I went out with friends for New Years Eve for the first time, ever. It's my older brother's birthday, so we've always just done birthday things and then ended it up with friends, games and watching the ball drop. (I didn't even see the ball drop this year. You know, when I was little and saw it for the first time, I was ridiculously disappointed in it... I think I wanted it to be a real ball that would either bounce or shatter at the new year as gravity pulled it to the earth.)
This year was alot of fun. I was either going to spend the evening by myself doing household chores, or go out with with the boys. I went out. I don't drink, you know, so I was their designated driver. They got very.... happy. haha. The one party we went to I was surrounded by more skinny jeans (on guys) than I have ever seen in one place at one time. It was hilarious.
There were lots of state of the union discussions, along with a surprising undercurrent of fear. Fear of what the year will hold. Fear of the direction our nation is headed. Fear that there is nothing we can do to save the planet.
I somehow do not fear these things.

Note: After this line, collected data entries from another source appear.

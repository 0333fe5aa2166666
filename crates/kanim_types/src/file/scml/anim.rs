//! Animation pass: resolves mainline keys against timelines into anim banks.

use std::collections::HashMap;

use crate::file::{KanimError, ProjectFormatError, ReferenceKind};
use crate::hash::NameHasher;
use crate::model::{Anim, AnimBank, AnimFrame, Element, Hashes};

use super::config::ProjectConfig;
use super::geometry::{BoundingBox, KeyValue, Transform, interpolate};
use super::project::{ScmlProject, SpriteFile};
use super::xml::XmlElement;

const MS_PER_SECOND: f32 = 1000.0;

/// Decodes every `<animation>` of the project entity.
///
/// Animation names and referenced sprite base names are added to `hashes`.
/// Interval problems do not stop the pass; once every bank has been read, all
/// inconsistent banks are reported together and no output is returned.
pub fn decode_animations(
	project: &ScmlProject,
	hashes: &mut Hashes,
	hasher: &impl NameHasher,
	config: &ProjectConfig,
) -> Result<Anim, KanimError> {
	let entity = project.entity()?;

	let mut animations = Vec::new();
	for child in entity.children() {
		match child.name() {
			"animation" => animations.push(child),
			"obj_info" | "bone" => log::info!(
				"{}",
				KanimError::UnsupportedFeature {
					feature: "bones",
					context: format!("<{}> of entity \"{}\"", child.name(), entity.attr("name").unwrap_or_default()),
				}
			),
			other => {
				return Err(ProjectFormatError::UnexpectedElement {
					parent: entity.name().to_string(),
					expected: "animation".to_string(),
					found: other.to_string(),
				}
				.into());
			}
		}
	}

	let mut names = Vec::with_capacity(animations.len());
	for animation in &animations {
		let name = animation.require_attr("name")?;
		let hash = hasher.hash(name);
		hashes.insert(hash, name);
		names.push((name, hash));
	}

	let mut inconsistent: Vec<String> = Vec::new();
	let mut banks = Vec::with_capacity(animations.len());
	let mut max_visible = 0;

	for (animation, (name, hash)) in animations.into_iter().zip(names) {
		let decoder = BankDecoder {
			project,
			hasher,
			name,
			timelines: index_timelines(animation)?,
		};
		let mainline = animation.child("mainline").ok_or_else(|| ProjectFormatError::MissingElement {
			parent: format!("animation name=\"{name}\""),
			child: "mainline".to_string(),
		})?;

		let mut interval: Option<i32> = None;
		let mut last_time: Option<i32> = None;
		let mut frames = Vec::new();

		for (number, key) in mainline.children().iter().enumerate() {
			if key.name() != "key" {
				return Err(ProjectFormatError::UnexpectedElement {
					parent: mainline.name().to_string(),
					expected: "key".to_string(),
					found: key.name().to_string(),
				}
				.into());
			}
			let time = key.attr_or("time", 0)?;

			if let Some(last) = last_time {
				let delta = time - last;
				let expected = *interval.get_or_insert(delta);
				if delta <= 0 || delta != expected {
					log::warn!(
						"While parsing animation \"{name}\", found inconsistent interval at keyframe {}: it is {delta} ms from the last frame, when {expected} ms was expected.",
						number + 1
					);
					if !inconsistent.iter().any(|bank| bank == name) {
						inconsistent.push(name.to_string());
					}
				}
			}
			last_time = Some(time);

			let refs = key.children().iter().filter(|c| c.name() == "object_ref").count();
			max_visible = max_visible.max(refs);
			frames.push(decoder.frame(key, time, hashes)?);
		}

		let rate = match interval {
			Some(interval) if interval > 0 => MS_PER_SECOND / interval as f32,
			_ => config.fallback_rate,
		};
		log::debug!("bank \"{name}\": {} frames at {rate} fps", frames.len());

		banks.push(AnimBank {
			name: name.to_string(),
			hash,
			rate,
			frames,
		});
	}

	if !inconsistent.is_empty() {
		return Err(ProjectFormatError::InconsistentIntervals {
			banks: inconsistent,
		}
		.into());
	}

	let mut anim = Anim {
		version: config.anim_version,
		element_count: 0,
		frame_count: 0,
		max_visible_symbol_frames: max_visible as i32,
		banks,
	};
	anim.frame_count = anim.total_frames() as i32;
	anim.element_count = anim.total_elements() as i32;
	log::info!(
		"anim: {} banks, {} frames, {} elements",
		anim.anim_count(),
		anim.frame_count,
		anim.element_count
	);
	Ok(anim)
}

fn index_timelines(animation: &XmlElement) -> Result<HashMap<i32, &XmlElement>, ProjectFormatError> {
	let mut timelines = HashMap::new();
	for timeline in animation.children().iter().filter(|c| c.name() == "timeline") {
		timelines.insert(timeline.require_parsed("id")?, timeline);
	}
	Ok(timelines)
}

struct BankDecoder<'a, H> {
	project: &'a ScmlProject,
	hasher: &'a H,
	name: &'a str,
	timelines: HashMap<i32, &'a XmlElement>,
}

/// A timeline key resolved for one `object_ref`.
struct ResolvedKey<'a> {
	key: &'a XmlElement,
	object: &'a XmlElement,
	next: Option<&'a XmlElement>,
	sprite: &'a SpriteFile,
}

impl<'a, H: NameHasher> BankDecoder<'a, H> {
	fn frame(&self, key: &XmlElement, time: i32, hashes: &mut Hashes) -> Result<AnimFrame, KanimError> {
		let mut placed: Vec<(i32, Element)> = Vec::new();
		let mut bbox = BoundingBox::default();

		for object_ref in key.children() {
			match object_ref.name() {
				"object_ref" => {}
				"bone_ref" => {
					log::debug!(
						"{}",
						KanimError::UnsupportedFeature {
							feature: "bone_ref",
							context: format!("animation \"{}\"", self.name),
						}
					);
					continue;
				}
				other => {
					return Err(ProjectFormatError::UnexpectedElement {
						parent: key.name().to_string(),
						expected: "object_ref".to_string(),
						found: other.to_string(),
					}
					.into());
				}
			}

			let z_index: i32 = object_ref.require_parsed("z_index")?;
			let Some(resolved) = self.resolve(object_ref)? else {
				continue;
			};

			let transform = Transform {
				scale_x: self.sample(&resolved, time, "scale_x", 1.0)?,
				scale_y: self.sample(&resolved, time, "scale_y", 1.0)?,
				angle: self.sample(&resolved, time, "angle", 0.0)?,
				x: self.sample(&resolved, time, "x", 0.0)?,
				y: self.sample(&resolved, time, "y", 0.0)?,
			};

			let sprite = resolved.sprite;
			let image = self.hasher.hash(&sprite.base_name);
			hashes.insert(image, sprite.base_name.as_str());

			let [m1, m2, m3, m4, m5, m6] = transform.matrix();
			for corner in transform.corners(sprite.width, sprite.height, sprite.pivot_x, sprite.pivot_y) {
				bbox.add(corner);
			}

			placed.push((
				z_index,
				Element {
					image,
					index: sprite.index,
					layer: image,
					m1,
					m2,
					m3,
					m4,
					m5,
					m6,
					..Element::default()
				},
			));
		}

		// stable: equal z-indices keep document order
		placed.sort_by(|a, b| b.0.cmp(&a.0));

		let (x, y, width, height) = bbox.center_and_size();
		Ok(AnimFrame {
			x,
			y,
			width,
			height,
			elements: placed.into_iter().map(|(_, element)| element).collect(),
		})
	}

	/// Finds the timeline key, its object and sprite; `None` when the element is skipped.
	fn resolve(&self, object_ref: &XmlElement) -> Result<Option<ResolvedKey<'a>>, KanimError> {
		let timeline_id: i32 = object_ref.require_parsed("timeline")?;
		let key_id: i32 = object_ref.require_parsed("key")?;

		let Some(timeline) = self.timelines.get(&timeline_id).copied() else {
			self.skip(ReferenceKind::Timeline, timeline_id);
			return Ok(None);
		};

		let mut keys = timeline.children().iter().filter(|child| child.name() == "key");
		let mut found = None;
		for key in keys.by_ref() {
			if key.parse_attr::<i32>("id")? == Some(key_id) {
				found = Some(key);
				break;
			}
		}
		let Some(key) = found else {
			log::warn!(
				"Could not find frame {key_id} in timeline {timeline_id} of anim \"{}\"!",
				self.name
			);
			return Ok(None);
		};
		let next = keys.next();

		let Some(object) = key.child("object") else {
			self.skip(ReferenceKind::ObjectFile, format!("timeline {timeline_id} key {key_id}"));
			return Ok(None);
		};
		let Some(file_id) = object.attr("file") else {
			log::warn!(
				"Sprite \"{}\" in animation \"{}\" does not have a file associated with it. Skipping.",
				timeline.attr("name").unwrap_or_default(),
				self.name
			);
			return Ok(None);
		};
		let Some(sprite) = self.project.file_by_id(file_id) else {
			self.skip(ReferenceKind::FileId, file_id);
			return Ok(None);
		};

		Ok(Some(ResolvedKey {
			key,
			object,
			next,
			sprite,
		}))
	}

	fn sample(&self, resolved: &ResolvedKey<'_>, time: i32, attribute: &str, default: f32) -> Result<f32, KanimError> {
		let key_time = resolved.key.attr_or("time", 0)?;
		if key_time == time {
			if let Some(value) = resolved.object.parse_attr(attribute)? {
				return Ok(value);
			}
		}

		let prev = key_value(resolved.key, attribute, default)?;
		let next = resolved.next.map(|next| key_value(next, attribute, default)).transpose()?.flatten();
		Ok(interpolate(prev, next, time, default))
	}

	fn skip(&self, kind: ReferenceKind, id: impl std::fmt::Display) {
		log::warn!("{} in animation \"{}\". Skipping.", KanimError::missing(kind, id), self.name);
	}
}

/// Reads `attribute` from a timeline key's `<object>`, defaulting when absent.
fn key_value(key: &XmlElement, attribute: &str, default: f32) -> Result<Option<KeyValue>, KanimError> {
	let Some(object) = key.child("object") else {
		return Ok(None);
	};
	Ok(Some(KeyValue {
		time: key.attr_or("time", 0)?,
		value: object.attr_or(attribute, default)?,
	}))
}
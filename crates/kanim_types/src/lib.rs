//! This crate provides the canonical animation model and the decoders that produce it
//! for the `kanim-rs` project.
//!
//! # Formats
//!
//! - **Kanim**: binary `BILD`/`ANIM` streams plus a texture atlas image
//! - **SCML**: Spriter XML projects with one PNG per sprite frame
//!
//! Both decoders implement [`source::AnimationSource`] and yield the same
//! [`model::Build`] and [`model::Anim`] values; [`id_map::build_id_map`] then assigns
//! element ids regardless of where the anim came from.
//!
//! # Examples
//!
//! Using the prelude (recommended):
//!
//! ```no_run
//! use kanim_types::prelude::*;
//!
//! # fn main() -> Result<(), KanimError> {
//! let mut source = KanimReader::open("hero_build.bytes", "hero_anim.bytes", "hero_0.png")?;
//! let build = source.produce_build()?;
//! for sprite in &build.sprites {
//!     sprite.save_png("out")?;
//! }
//! # Ok(())
//! # }
//! ```
//!
//! Or use explicit paths:
//!
//! ```
//! use kanim_types::hash::klei_hash;
//! use kanim_types::model::Hashes;
//!
//! let mut hashes = Hashes::new();
//! hashes.insert(klei_hash("walk"), "walk");
//! assert_eq!(hashes.name(-790953047), Some("walk"));
//! ```

pub mod file;
pub mod hash;
pub mod id_map;
pub mod model;
pub mod packer;
pub mod source;

/// `use kanim_types::prelude::*;` to import commonly used items.
pub mod prelude;
//! Parsed SCML project: the document plus its sprite folder index.

use std::collections::HashMap;

use crate::file::{KanimError, ProjectFormatError};

use super::naming::{split_frame, without_extension};
use super::xml::XmlElement;

/// One `<file>` entry of the project's sprite folder.
#[derive(Debug, Clone, PartialEq)]
pub struct SpriteFile {
	/// Project file id
	pub id: String,
	/// File name as listed, extension stripped
	pub name: String,
	/// Symbol base name
	pub base_name: String,
	/// Frame index within the symbol
	pub index: i32,
	/// Pivot x as a fraction of the width
	pub pivot_x: f32,
	/// Pivot y as a fraction of the height
	pub pivot_y: f32,
	/// Width in pixels
	pub width: f32,
	/// Height in pixels
	pub height: f32,
}

impl SpriteFile {
	fn from_element(element: &XmlElement) -> Result<Self, ProjectFormatError> {
		let name = without_extension(element.require_attr("name")?).to_string();
		let (base_name, index) = split_frame(&name);
		Ok(Self {
			id: element.require_attr("id")?.to_string(),
			base_name: base_name.to_string(),
			index,
			pivot_x: element.attr_or("pivot_x", 0.0)?,
			pivot_y: element.attr_or("pivot_y", 1.0)?,
			width: element.attr_or("width", 0.0)?,
			height: element.attr_or("height", 0.0)?,
			name,
		})
	}
}

/// An SCML document with lookup tables over its first sprite folder.
///
/// # Examples
///
/// ```
/// use kanim_types::file::scml::ScmlProject;
///
/// # fn main() -> Result<(), Box<dyn std::error::Error>> {
/// let project = ScmlProject::parse(
///     r#"<spriter_data>
///         <folder id="0"><file id="0" name="head_0.png" width="8" height="8"/></folder>
///         <entity name="hero"/>
///     </spriter_data>"#,
/// )?;
/// assert_eq!(project.entity_name()?, "hero");
/// assert_eq!(project.sprite("head_0").map(|f| f.index), Some(0));
/// # Ok(())
/// # }
/// ```
#[derive(Debug, Clone)]
pub struct ScmlProject {
	document: XmlElement,
	files: Vec<SpriteFile>,
	by_name: HashMap<String, usize>,
	by_id: HashMap<String, usize>,
}

impl ScmlProject {
	/// Parses an SCML document.
	///
	/// # Errors
	///
	/// Returns [`KanimError::ProjectFormat`] for malformed XML, a missing `<folder>`,
	/// or `<file>` entries without `id`/`name`.
	pub fn parse(text: &str) -> Result<Self, KanimError> {
		let document = XmlElement::parse(text)?;
		let folder = document.descendant("folder").ok_or_else(|| ProjectFormatError::MissingElement {
			parent: document.name().to_string(),
			child: "folder".to_string(),
		})?;

		let mut files = Vec::new();
		let mut by_name = HashMap::new();
		let mut by_id = HashMap::new();
		for element in folder.children().iter().filter(|c| c.name() == "file") {
			let file = SpriteFile::from_element(element)?;
			by_name.insert(file.name.clone(), files.len());
			by_id.insert(file.id.clone(), files.len());
			files.push(file);
		}
		log::debug!("project folder lists {} sprite files", files.len());

		Ok(Self {
			document,
			files,
			by_name,
			by_id,
		})
	}

	/// Root element.
	pub fn document(&self) -> &XmlElement {
		&self.document
	}

	/// The `<entity>` element.
	pub fn entity(&self) -> Result<&XmlElement, ProjectFormatError> {
		self.document.descendant("entity").ok_or_else(|| ProjectFormatError::MissingElement {
			parent: self.document.name().to_string(),
			child: "entity".to_string(),
		})
	}

	/// The entity's `name` attribute.
	pub fn entity_name(&self) -> Result<&str, ProjectFormatError> {
		self.entity()?.require_attr("name")
	}

	/// Every listed sprite file, in document order.
	pub fn files(&self) -> &[SpriteFile] {
		&self.files
	}

	/// Sprite file by extension-less name, e.g. `"walk_3"`.
	pub fn sprite(&self, name: &str) -> Option<&SpriteFile> {
		self.by_name.get(name).map(|&i| &self.files[i])
	}

	/// Sprite file by project file id.
	pub fn file_by_id(&self, id: &str) -> Option<&SpriteFile> {
		self.by_id.get(id).map(|&i| &self.files[i])
	}
}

Yes, everything is going to crap, but it's one of those things that has to happen. The end of the world as we know it, people have always feared these things at all stages of human existence. Why will it end now? The poles will shift, the nations break apart like they did long ago, and life will continue on a smaller reduced scale. The industry age is over so no one knows how to build/make anything from start to finish anymore. Genetically Modified Foods are the norm, and their seeds are screwing up the heirloom plants. The earth cannot sustain the population in 50 years.
There is no answer to these things. There is just faith. Faith that somehow things will work out. What's the worst that could happen? I mean, we die. Everyone dies. You can't escape it, no matter if the earth explodes or not.

Anyway, that's my thoughts on the matter.
Met new people, laughed alot. Didn't get home until 3:30 in the morning, altogether a successful evening, I'd say.

I hope your year is filled with peace, hope and love.